◆ What is expected ◆
Tally the lines containing "details" in this data. Respond with the tally alone.

-- Opening Marker --

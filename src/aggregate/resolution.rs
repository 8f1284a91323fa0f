//! Conflict resolution strategies.

use std::fmt;
use std::str::FromStr;

use serde::{Deserialize, Serialize};

use super::conflict::{ConflictRecord, ConflictSeverity, ConflictType};

/// How detected conflicts are resolved.
#[derive(Debug, Clone, Copy, PartialEq, Eq, Hash, Default, Serialize, Deserialize)]
#[serde(rename_all = "snake_case")]
pub enum ConflictResolutionStrategy {
    /// Accept the result anyway and log a warning.
    #[default]
    LatestWins,
    /// Flag the result for a human reviewer.
    ManualReview,
    /// Produce a rollback plan for the change.
    AutomaticRollback,
    /// Reject high-severity conflicts, accept the rest with a warning.
    QualityThreshold,
}

impl fmt::Display for ConflictResolutionStrategy {
    fn fmt(&self, f: &mut fmt::Formatter<'_>) -> fmt::Result {
        match self {
            ConflictResolutionStrategy::LatestWins => write!(f, "latest_wins"),
            ConflictResolutionStrategy::ManualReview => write!(f, "manual_review"),
            ConflictResolutionStrategy::AutomaticRollback => write!(f, "automatic_rollback"),
            ConflictResolutionStrategy::QualityThreshold => write!(f, "quality_threshold"),
        }
    }
}

impl FromStr for ConflictResolutionStrategy {
    type Err = String;

    fn from_str(s: &str) -> Result<Self, Self::Err> {
        match s.trim().to_lowercase().replace('-', "_").as_str() {
            "latest_wins" => Ok(ConflictResolutionStrategy::LatestWins),
            "manual_review" => Ok(ConflictResolutionStrategy::ManualReview),
            "automatic_rollback" => Ok(ConflictResolutionStrategy::AutomaticRollback),
            "quality_threshold" => Ok(ConflictResolutionStrategy::QualityThreshold),
            other => Err(format!(
                "unknown conflict resolution strategy '{}' (expected latest_wins, manual_review, automatic_rollback or quality_threshold)",
                other
            )),
        }
    }
}

/// Urgency of a manual review.
#[derive(Debug, Clone, Copy, PartialEq, Eq, Serialize)]
#[serde(rename_all = "lowercase")]
pub enum ReviewPriority {
    Normal,
    Urgent,
}

/// What to do with a conflicting result.
#[derive(Debug, Clone, PartialEq, Serialize)]
#[serde(tag = "action", rename_all = "snake_case")]
pub enum ResolutionAction {
    /// Keep the result but surface the conflict.
    AcceptWithWarning,
    /// Hold the result for a reviewer.
    ManualReview { priority: ReviewPriority },
    /// Undo the change.
    Rollback { steps: Vec<String> },
    /// Discard the result.
    Reject,
}

/// Outcome of resolving one conflict. The conflict itself is not modified.
#[derive(Debug, Clone, PartialEq, Serialize)]
#[serde(rename_all = "camelCase")]
pub struct Resolution {
    /// Task the conflict belongs to.
    pub task_id: String,
    /// Kind of the resolved conflict.
    pub conflict_type: ConflictType,
    /// Strategy that produced this resolution.
    pub strategy: ConflictResolutionStrategy,
    /// Chosen action.
    #[serde(flatten)]
    pub action: ResolutionAction,
    /// Why the action was chosen.
    pub rationale: String,
}

impl ConflictResolutionStrategy {
    /// Resolves `conflict` according to this strategy.
    pub fn resolve(&self, conflict: &ConflictRecord) -> Resolution {
        let (action, rationale) = match self {
            ConflictResolutionStrategy::LatestWins => (
                ResolutionAction::AcceptWithWarning,
                format!(
                    "latest result kept despite {} conflict: {}",
                    conflict.severity, conflict.details
                ),
            ),
            ConflictResolutionStrategy::ManualReview => {
                let priority = if conflict.severity == ConflictSeverity::High {
                    ReviewPriority::Urgent
                } else {
                    ReviewPriority::Normal
                };
                (
                    ResolutionAction::ManualReview { priority },
                    format!("{} flagged for review: {}", conflict.conflict_type, conflict.details),
                )
            }
            ConflictResolutionStrategy::AutomaticRollback => (
                ResolutionAction::Rollback {
                    steps: rollback_steps(conflict),
                },
                format!("rolling back task {}: {}", conflict.task_id, conflict.details),
            ),
            ConflictResolutionStrategy::QualityThreshold => {
                if conflict.severity == ConflictSeverity::High {
                    (
                        ResolutionAction::Reject,
                        format!("high severity {} rejected", conflict.conflict_type),
                    )
                } else {
                    (
                        ResolutionAction::AcceptWithWarning,
                        format!(
                            "{} severity {} within threshold",
                            conflict.severity, conflict.conflict_type
                        ),
                    )
                }
            }
        };

        Resolution {
            task_id: conflict.task_id.clone(),
            conflict_type: conflict.conflict_type,
            strategy: *self,
            action,
            rationale,
        }
    }
}

fn rollback_steps(conflict: &ConflictRecord) -> Vec<String> {
    let mut steps = vec![
        format!("restore the original code of task {}", conflict.task_id),
        "re-run the test suite against the restored code".to_string(),
    ];
    match conflict.conflict_type {
        ConflictType::PerformanceRegression => {
            steps.push("re-run performance benchmarks to confirm the baseline".to_string())
        }
        ConflictType::MigrationRisk => {
            steps.push("revert dependent migrations in reverse order".to_string())
        }
        ConflictType::FunctionalEquivalence | ConflictType::QualityRegression => {}
    }
    steps
}

#[cfg(test)]
mod tests {
    use super::*;
    use chrono::Utc;

    fn conflict(severity: ConflictSeverity) -> ConflictRecord {
        ConflictRecord {
            task_id: "t-1".to_string(),
            batch_id: "b-1".to_string(),
            conflict_type: ConflictType::PerformanceRegression,
            severity,
            details: "performance degraded by 60.0%".to_string(),
            detected_at: Utc::now(),
        }
    }

    #[test]
    fn test_strategy_parse() {
        assert_eq!(
            "manual_review".parse::<ConflictResolutionStrategy>(),
            Ok(ConflictResolutionStrategy::ManualReview)
        );
        assert_eq!(
            "Automatic-Rollback".parse::<ConflictResolutionStrategy>(),
            Ok(ConflictResolutionStrategy::AutomaticRollback)
        );
        assert!("whatever".parse::<ConflictResolutionStrategy>().is_err());
        assert_eq!(ConflictResolutionStrategy::default().to_string(), "latest_wins");
    }

    #[test]
    fn test_latest_wins_accepts() {
        let resolution = ConflictResolutionStrategy::LatestWins.resolve(&conflict(ConflictSeverity::High));
        assert_eq!(resolution.action, ResolutionAction::AcceptWithWarning);
    }

    #[test]
    fn test_manual_review_priority() {
        let high = ConflictResolutionStrategy::ManualReview.resolve(&conflict(ConflictSeverity::High));
        assert_eq!(
            high.action,
            ResolutionAction::ManualReview {
                priority: ReviewPriority::Urgent
            }
        );
        let medium =
            ConflictResolutionStrategy::ManualReview.resolve(&conflict(ConflictSeverity::Medium));
        assert_eq!(
            medium.action,
            ResolutionAction::ManualReview {
                priority: ReviewPriority::Normal
            }
        );
    }

    #[test]
    fn test_quality_threshold() {
        let strategy = ConflictResolutionStrategy::QualityThreshold;
        assert_eq!(
            strategy.resolve(&conflict(ConflictSeverity::High)).action,
            ResolutionAction::Reject
        );
        assert_eq!(
            strategy.resolve(&conflict(ConflictSeverity::Medium)).action,
            ResolutionAction::AcceptWithWarning
        );
    }

    #[test]
    fn test_rollback_plan() {
        let original = conflict(ConflictSeverity::Medium);
        let snapshot = original.clone();
        let resolution = ConflictResolutionStrategy::AutomaticRollback.resolve(&original);
        match resolution.action {
            ResolutionAction::Rollback { steps } => {
                assert_eq!(steps.len(), 3);
                assert!(steps[0].contains("t-1"));
            }
            other => panic!("expected rollback, got {:?}", other),
        }
        assert_eq!(original, snapshot);
    }

    #[test]
    fn test_resolution_serialization() {
        let resolution =
            ConflictResolutionStrategy::ManualReview.resolve(&conflict(ConflictSeverity::High));
        let value = serde_json::to_value(&resolution).expect("serializable");
        assert_eq!(value["action"], "manual_review");
        assert_eq!(value["priority"], "urgent");
        assert_eq!(value["strategy"], "manual_review");
    }
}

-- Closing Marker --

◆ Reply to the task ◆
4